• _PROBLEM DETAILS_
Each record must be retyped word for word.

• _RECORDS FOR THE EXERCISE_
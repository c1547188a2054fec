//! Floating-point operation bookkeeping for performance instrumentation.

use std::cell::Cell;

/// Running flop count, updated through shared references.
#[derive(Debug, Default)]
pub struct FlopCounter {
    flops: Cell<f64>,
}

impl FlopCounter {
    pub fn new() -> Self {
        Self::default()
    }

    pub fn update(&self, flops: f64) {
        self.flops.set(self.flops.get() + flops);
    }

    pub fn flops(&self) -> f64 {
        self.flops.get()
    }

    pub fn reset(&self) {
        self.flops.set(0.0);
    }
}
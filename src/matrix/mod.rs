//! Matrix module: the generic distributed row-matrix operator and a CSR
//! storage adapter for it.

pub mod row_matrix;
pub use row_matrix::{BasicRowMatrix, MatrixProperties, SumStatus};
pub mod sparse;
pub use sparse::CsrMatrix;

• _SOLUTION_
repository c1547188a2054fec
//! Floating-point operation bookkeeping for performance instrumentation.

use std::cell::Cell;

/// Running flop count, updated through shared references.
#[derive(Debug, Default)]
pub struct FlopCounter {
    flops: Cell<f64>,
}

impl FlopCounter {
    pub fn new() -> Self {
        Self::default()
    }

    pub fn update(&self, flops: f64) {
        self.flops.set(self.flops.get() + flops);
    }

    pub fn flops(&self) -> f64 {
        self.flops.get()
    }

    pub fn reset(&self) {
        self.flops.set(0.0);
    }
}
filename src/matrix/mod.rs
//! Matrix module: the generic distributed row-matrix operator and a CSR
//! storage adapter for it.

pub mod row_matrix;
pub use row_matrix::{BasicRowMatrix, MatrixProperties, SumStatus};
pub mod sparse;
pub use sparse::CsrMatrix;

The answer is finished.